+1 for checking for complete conversion, it isn't unusual for me to find that a 60 minute mash hasn't fully converted the starches to sugars. Other things that can help improve efficiency are getting your water right before mashing, some of us also feel that malt conditioning prior to grinding helps our efficiency. How much water loss to absorption are having? If you're losing much more than 1/10 of a gallon per pound of grain, you might get some improvement from allowing for a longer run-off from mash and sparge, assuming you have time to spare. I use a grain bag in a mash cooler & batch sparge, and am one of the heathens who squeezes as much wort out of the bag as is practical. I usually recover an additional 2 to 4 quarts of wort that others would have thrown away with the grain. And no, I haven't tasted any nasty tannin bitterness from squeezing.
Wow, that's really surprising. In 526 batches I don't think I've ever had one that didn't convert in 60 min. I've also found water to make a minor difference in efficiency.
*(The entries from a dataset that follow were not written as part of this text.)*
//! Terminal client.
//!
//! [`TerminalClient`] speaks the bridge protocol over tokio-tungstenite:
//! binary frames carry keystrokes and output, text frames carry control
//! envelopes. [`attach`] wires a client to the local terminal.

use anyhow::{bail, Context, Result};
use futures_util::{SinkExt, StreamExt};
use protocol::{ErrorNotice, Frame};
use tokio::io::{AsyncReadExt, AsyncWriteExt};
use tokio::net::TcpStream;
use tokio::sync::mpsc;
use tokio_tungstenite::tungstenite::Message;
use tokio_tungstenite::{connect_async, MaybeTlsStream, WebSocketStream};
use tracing::debug;
use url::Url;

use crate::session::relay::{self, READ_BUFFER_SIZE};

type WsStream = WebSocketStream<MaybeTlsStream<TcpStream>>;

/// Something received from the server.
#[derive(Debug, Clone, PartialEq, Eq)]
pub enum ClientEvent {
    /// Terminal output bytes.
    Output(Vec<u8>),
    /// The server reported an error, such as a failed spawn.
    Error(String),
    /// The connection is closed.
    Closed,
}

/// A connected terminal client.
pub struct TerminalClient {
    ws: WsStream,
}

impl TerminalClient {
    /// Connects to a terminal endpoint such as `ws://127.0.0.1:3010/api/terminal/ws`.
    pub async fn connect(url: &str) -> Result<Self> {
        let parsed = Url::parse(url).with_context(|| format!("Invalid URL: {}", url))?;
        if parsed.scheme() != "ws" {
            bail!("Unsupported URL scheme '{}', expected ws://", parsed.scheme());
        }

        let (ws, response) = connect_async(parsed.as_str())
            .await
            .with_context(|| format!("Failed to connect to {}", url))?;
        debug!(url = %url, status = %response.status(), "Connected to terminal server");

        Ok(Self { ws })
    }

    /// Sends a frame.
    pub async fn send_frame(&mut self, frame: Frame) -> Result<()> {
        self.ws
            .send(relay::to_message(frame))
            .await
            .context("Failed to send frame")
    }

    /// Sends keystrokes or other raw input.
    pub async fn send_input(&mut self, data: &[u8]) -> Result<()> {
        self.send_frame(Frame::Raw(data.to_vec())).await
    }

    /// Asks the server to resize the terminal.
    pub async fn send_resize(&mut self, cols: u16, rows: u16) -> Result<()> {
        let frame = Frame::resize(cols, rows)?;
        self.send_frame(frame).await
    }

    /// Waits for the next event.
    ///
    /// Text frames that are not error notices are skipped.
    pub async fn recv(&mut self) -> Result<ClientEvent> {
        loop {
            match self.ws.next().await {
                Some(Ok(Message::Binary(bytes))) => return Ok(ClientEvent::Output(bytes)),
                Some(Ok(Message::Text(text))) => {
                    if let Some(event) = decode_notice(&text) {
                        return Ok(event);
                    }
                }
                Some(Ok(Message::Close(_))) | None => return Ok(ClientEvent::Closed),
                Some(Ok(_)) => {}
                Some(Err(e)) => return Err(e).context("Failed to receive from server"),
            }
        }
    }

    /// Sends a close frame and waits for the handshake to finish.
    pub async fn close(mut self) -> Result<()> {
        self.ws.close(None).await.context("Failed to close connection")?;
        while let Some(Ok(_)) = self.ws.next().await {}
        Ok(())
    }
}

fn decode_notice(text: &str) -> Option<ClientEvent> {
    ErrorNotice::from_json(text)
        .ok()
        .map(|notice| ClientEvent::Error(notice.error))
}

/// Restores cooked mode when dropped.
struct RawModeGuard;

impl RawModeGuard {
    fn enable() -> Result<Self> {
        crossterm::terminal::enable_raw_mode().context("Failed to enable raw mode")?;
        Ok(Self)
    }
}

impl Drop for RawModeGuard {
    fn drop(&mut self) {
        let _ = crossterm::terminal::disable_raw_mode();
    }
}

/// Reads stdin on its own task; the channel closes at end of input.
fn spawn_stdin_reader() -> mpsc::Receiver<Vec<u8>> {
    let (tx, rx) = mpsc::channel(16);
    tokio::spawn(async move {
        let mut stdin = tokio::io::stdin();
        let mut buf = vec![0u8; READ_BUFFER_SIZE];
        loop {
            match stdin.read(&mut buf).await {
                Ok(0) => break,
                Ok(n) => {
                    if tx.send(buf[..n].to_vec()).await.is_err() {
                        break;
                    }
                }
                Err(e) => {
                    debug!(error = %e, "Failed to read stdin");
                    break;
                }
            }
        }
    });
    rx
}

/// Attaches the local terminal to a remote shell until either side closes.
///
/// Returns the server's error notice, if one was received.
pub async fn attach(url: &str) -> Result<Option<String>> {
    use tokio::signal::unix::{signal, SignalKind};

    let mut client = TerminalClient::connect(url).await?;
    let _raw = RawModeGuard::enable()?;

    let (cols, rows) = crossterm::terminal::size().unwrap_or((80, 24));
    client.send_resize(cols, rows).await?;

    let (mut sink, mut stream) = client.ws.split();
    let mut stdout = tokio::io::stdout();
    let mut winch =
        signal(SignalKind::window_change()).context("Failed to install SIGWINCH handler")?;
    let mut input = spawn_stdin_reader();
    let mut notice = None;

    loop {
        tokio::select! {
            chunk = input.recv() => {
                let Some(chunk) = chunk else {
                    break;
                };
                sink.send(Message::Binary(chunk))
                    .await
                    .context("Failed to send input")?;
            }
            message = stream.next() => match message {
                Some(Ok(Message::Binary(bytes))) => {
                    stdout.write_all(&bytes).await.context("Failed to write stdout")?;
                    stdout.flush().await.context("Failed to flush stdout")?;
                }
                Some(Ok(Message::Text(text))) => {
                    if let Some(ClientEvent::Error(message)) = decode_notice(&text) {
                        notice = Some(message);
                    }
                }
                Some(Ok(Message::Close(_))) | None => break,
                Some(Ok(_)) => {}
                Some(Err(e)) => return Err(e).context("Connection lost"),
            },
            _ = winch.recv() => {
                if let Some(frame) = crossterm::terminal::size()
                    .ok()
                    .and_then(|(cols, rows)| Frame::resize(cols, rows).ok())
                {
                    sink.send(relay::to_message(frame))
                        .await
                        .context("Failed to send resize")?;
                }
            }
        }
    }

    let _ = sink.close().await;
    Ok(notice)
}

#[cfg(test)]
mod tests {
    use super::*;

    #[test]
    fn test_decode_notice() {
        assert_eq!(
            decode_notice(r#"{"error":"failed to start terminal"}"#),
            Some(ClientEvent::Error("failed to start terminal".to_string()))
        );
        assert_eq!(decode_notice(r#"{"type":"resize","cols":1,"rows":1}"#), None);
        assert_eq!(decode_notice("plain text"), None);
    }

    #[tokio::test]
    async fn test_connect_rejects_bad_urls() {
        assert!(TerminalClient::connect("not a url").await.is_err());

        let err = TerminalClient::connect("http://127.0.0.1:3010/api/terminal/ws")
            .await
            .err()
            .unwrap();
        assert!(err.to_string().contains("Unsupported URL scheme"));
    }

    #[tokio::test]
    async fn test_connect_refused() {
        let listener = std::net::TcpListener::bind("127.0.0.1:0").unwrap();
        let addr = listener.local_addr().unwrap();
        drop(listener);

        let url = format!("ws://{}/api/terminal/ws", addr);
        assert!(TerminalClient::connect(&url).await.is_err());
    }
}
Maybe it's the difference in elevation
. I'm only on my 50th batch - 47 mashes and 3 parti-gyles, so I'll defer to your experience Denny, but believe it or not as you choose, I have had several mashes that an iodine test indicated still had unconverted starches after 60 or more minutes. I don't recall exactly how many without going through my brewing notes, nor what the particulars of each incident were.
I didn't mean to suggest that water chemistry absolutely makes a huge difference to M.E. in all cases, but it certainly can have an effect, albeit only a small effect in some cases.